Deeper Dive
I’ve been in love with cars since I was a little kid. As I grew older, though, I began to notice how dangerous today’s roads are. This realization motivated me to explore autonomous vehicles (AVs) as a potential solution. My love for computer algorithms and my experience with cooperative robots from high school robotics competitions sparked an idea: What if AVs could collaborate in their trajectory planning? Upon further looking into this idea, I came across the concept of connected autonomous vehicles (CAVs), where multiple AVs can communicate over the air. It turned out that cooperative planning for CAVs could be formulated as a robotics problem called multi-agent motion planning (MAMP). However, as I researched existing MAMP algorithms, I noticed a significant limitation of current work: none of these approaches could formally guarantee collision-free navigation in settings involving dynamic obstacles while maintaining efficiency. This would be a crucial trait for ensuring the safety of pedestrians, cyclists, and human drivers in a future where AVs roam the streets. I knew that a more flexible trajectory representation strategy was necessary to address this shortcoming. Following some weeks of diligent work, I discovered the novel representation I sought. After months of proof-writing, implementation, and testing, I’ve finally brought this idea to life: Space-Time Conflict Spheres is the first CAV coordination algorithm with theoretical safety guarantees for motion planning among dynamic obstacles.

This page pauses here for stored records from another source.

//! # Events Module
//!
//! Progress reporting for the comparison pipeline.
//!
//! ## Design
//! The pipeline emits events through a channel so the CLI can draw a
//! progress bar without the core knowing anything about terminals.
//!
//! ## Example
//! ```rust,ignore
//! let (sender, receiver) = EventChannel::new();
//!
//! std::thread::spawn(move || {
//!     for event in receiver.iter() {
//!         if let Event::Compare(CompareEvent::Progress(p)) = event {
//!             println!("{}/{} pairs", p.pairs_completed, p.total_pairs);
//!         }
//!     }
//! });
//!
//! pipeline.find_duplicates_with_events(&sender)?;
//! ```

mod channel;
mod types;

pub use channel::{null_sender, EventChannel, EventReceiver, EventSender};
pub use types::*;
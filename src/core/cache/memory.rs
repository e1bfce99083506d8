//! In-memory decode cache with one lock per path.

use super::{CacheStats, CachedImage, DecodeCache};
use crate::core::hasher::PixelBuffer;
use crate::error::{CacheError, HashError, SimilarImagesError};
use std::collections::HashMap;
use std::path::{Path, PathBuf};
use std::sync::atomic::{AtomicU64, Ordering};
use std::sync::{Arc, Mutex, RwLock};

type Slot = Arc<Mutex<Option<Arc<CachedImage>>>>;

/// In-memory decode cache
///
/// The map lock is only held long enough to find or create the slot for a
/// path. The slot's own mutex is held across the decode, so a second worker
/// asking for the same image waits for the first instead of decoding again,
/// while workers on other paths are never blocked.
pub struct InMemoryDecodeCache {
    slots: RwLock<HashMap<PathBuf, Slot>>,
    decodes: AtomicU64,
    hits: AtomicU64,
    misses: AtomicU64,
    failures: AtomicU64,
    bytes: AtomicU64,
}

impl InMemoryDecodeCache {
    /// Create an empty cache
    pub fn new() -> Self {
        Self {
            slots: RwLock::new(HashMap::new()),
            decodes: AtomicU64::new(0),
            hits: AtomicU64::new(0),
            misses: AtomicU64::new(0),
            failures: AtomicU64::new(0),
            bytes: AtomicU64::new(0),
        }
    }

    fn poisoned(path: &Path) -> SimilarImagesError {
        CacheError::Poisoned {
            path: path.to_path_buf(),
        }
        .into()
    }

    fn slot(&self, path: &Path) -> Result<Slot, SimilarImagesError> {
        {
            let slots = self.slots.read().map_err(|_| Self::poisoned(path))?;
            if let Some(slot) = slots.get(path) {
                return Ok(Arc::clone(slot));
            }
        }

        let mut slots = self.slots.write().map_err(|_| Self::poisoned(path))?;
        Ok(Arc::clone(slots.entry(path.to_path_buf()).or_default()))
    }
}

impl Default for InMemoryDecodeCache {
    fn default() -> Self {
        Self::new()
    }
}

impl DecodeCache for InMemoryDecodeCache {
    fn get_or_decode(
        &self,
        path: &Path,
        decode: &dyn Fn(&Path) -> Result<PixelBuffer, HashError>,
    ) -> Result<Arc<CachedImage>, SimilarImagesError> {
        let slot = self.slot(path)?;
        let mut entry = slot.lock().map_err(|_| Self::poisoned(path))?;

        if let Some(image) = entry.as_ref() {
            self.hits.fetch_add(1, Ordering::Relaxed);
            return Ok(Arc::clone(image));
        }

        self.misses.fetch_add(1, Ordering::Relaxed);
        let pixels = match decode(path) {
            Ok(pixels) => pixels,
            Err(e) => {
                self.failures.fetch_add(1, Ordering::Relaxed);
                return Err(e.into());
            }
        };

        self.decodes.fetch_add(1, Ordering::Relaxed);
        self.bytes
            .fetch_add(pixels.byte_size() as u64, Ordering::Relaxed);

        let image = Arc::new(CachedImage::new(path.to_path_buf(), pixels));
        *entry = Some(Arc::clone(&image));
        Ok(image)
    }

    fn get(&self, path: &Path) -> Option<Arc<CachedImage>> {
        let slot = {
            let slots = self.slots.read().ok()?;
            Arc::clone(slots.get(path)?)
        };
        let entry = slot.lock().ok()?;
        entry.clone()
    }

    fn clear(&self) {
        if let Ok(mut slots) = self.slots.write() {
            slots.clear();
        }
        self.bytes.store(0, Ordering::Relaxed);
    }

    fn stats(&self) -> CacheStats {
        let entries = self
            .slots
            .read()
            .map(|slots| {
                slots
                    .values()
                    .filter(|slot| slot.lock().map(|e| e.is_some()).unwrap_or(false))
                    .count()
            })
            .unwrap_or(0);

        CacheStats {
            entries,
            decodes: self.decodes.load(Ordering::Relaxed),
            hits: self.hits.load(Ordering::Relaxed),
            misses: self.misses.load(Ordering::Relaxed),
            failures: self.failures.load(Ordering::Relaxed),
            bytes: self.bytes.load(Ordering::Relaxed),
        }
    }
}

#[cfg(test)]
mod tests {
    use super::*;
    use std::sync::atomic::AtomicUsize;
    use std::thread;
    use std::time::Duration;

    fn create_pixels() -> PixelBuffer {
        PixelBuffer::new(2, 2, PixelBuffer::GRAY, vec![1, 2, 3, 4]).unwrap()
    }

    fn decode_ok(_: &Path) -> Result<PixelBuffer, HashError> {
        Ok(create_pixels())
    }

    #[test]
    fn cache_miss_then_hit() {
        let cache = InMemoryDecodeCache::new();
        let path = Path::new("/photos/a.png");
        let first = cache.get_or_decode(path, &decode_ok).unwrap();
        let second = cache.get_or_decode(path, &decode_ok).unwrap();

        assert!(Arc::ptr_eq(&first, &second));
        let stats = cache.stats();
        assert_eq!(stats.entries, 1);
        assert_eq!(stats.decodes, 1);
        assert_eq!(stats.misses, 1);
        assert_eq!(stats.hits, 1);
        assert_eq!(stats.bytes, 4);
    }

    #[test]
    fn get_does_not_decode() {
        let cache = InMemoryDecodeCache::new();
        assert!(cache.get(Path::new("/photos/a.png")).is_none());

        cache
            .get_or_decode(Path::new("/photos/a.png"), &decode_ok)
            .unwrap();
        assert!(cache.get(Path::new("/photos/a.png")).is_some());
    }

    #[test]
    fn failed_decode_is_not_cached() {
        let cache = InMemoryDecodeCache::new();
        let path = Path::new("/photos/broken.jpg");
        let attempts = AtomicUsize::new(0);
        let failing = |p: &Path| -> Result<PixelBuffer, HashError> {
            attempts.fetch_add(1, Ordering::SeqCst);
            Err(HashError::DecodeError {
                path: p.to_path_buf(),
                reason: "truncated".to_string(),
            })
        };

        assert!(cache.get_or_decode(path, &failing).is_err());
        assert!(cache.get_or_decode(path, &failing).is_err());

        assert_eq!(attempts.load(Ordering::SeqCst), 2);
        assert!(cache.get(path).is_none());
        assert_eq!(cache.stats().failures, 2);
        assert_eq!(cache.stats().entries, 0);
    }

    #[test]
    fn concurrent_first_access_decodes_once() {
        let cache = InMemoryDecodeCache::new();
        let decodes = AtomicUsize::new(0);
        let decode = |_: &Path| -> Result<PixelBuffer, HashError> {
            decodes.fetch_add(1, Ordering::SeqCst);
            thread::sleep(Duration::from_millis(20));
            Ok(create_pixels())
        };

        thread::scope(|scope| {
            for _ in 0..16 {
                scope.spawn(|| {
                    cache
                        .get_or_decode(Path::new("/photos/shared.png"), &decode)
                        .unwrap();
                });
            }
        });

        assert_eq!(decodes.load(Ordering::SeqCst), 1);
        assert_eq!(cache.stats().hits, 15);
    }

    #[test]
    fn different_paths_decode_independently() {
        let cache = InMemoryDecodeCache::new();
        cache.get_or_decode(Path::new("/a.png"), &decode_ok).unwrap();
        cache.get_or_decode(Path::new("/b.png"), &decode_ok).unwrap();

        assert_eq!(cache.stats().decodes, 2);
    }

    #[test]
    fn clear_removes_all_entries() {
        let cache = InMemoryDecodeCache::new();
        cache.get_or_decode(Path::new("/a.png"), &decode_ok).unwrap();

        cache.clear();

        assert_eq!(cache.stats().entries, 0);
        assert_eq!(cache.stats().bytes, 0);
    }
}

While the foundational concept of my algorithm emerged during brainstorming, refining and formalizing it for implementation proved to be a long and demanding process. For example, I encountered difficulties in ensuring kinematic feasibility, realizing that velocity profiles needed to adhere to acceleration constraints for real-world applicability. This required going back to square one many times and experimenting with various approaches before settling on my current strategy. Furthermore, discussing the theoretical properties of my algorithm turned out to be a much more complex task than completing the proofs assigned in my school’s linear algebra course. Debugging was also arduous, with numerous late nights and early mornings spent searching for elusive errors, some stemming from absentminded typos made weeks prior. Although these setbacks were often frustrating, overcoming each challenge made me more knowledgeable and productive than before, making me grateful for my difficulties as I look back on my journey.
A future with safe AVs would benefit everyone, and it’s quite exciting to envision. We would finally address the 1.3 million deaths caused by road accidents yearly, and drive this number to zero. Drivers and passengers everywhere, from schoolchildren to workers, would travel in confidence and comfort. Pedestrians and cyclists would no longer have to worry about being hit by a distracted driver. Industries that rely on trucking for the transport of goods would operate more efficiently and save resources. Car ownership would likely lose popularity due to AV ride-hailing services, meaning cities would no longer be crowded by parking spaces and traffic. By leveraging communication between AVs and ensuring the safety of those endangered on today’s roads, my work brings society one step closer to making the dream of perfect transportation a reality.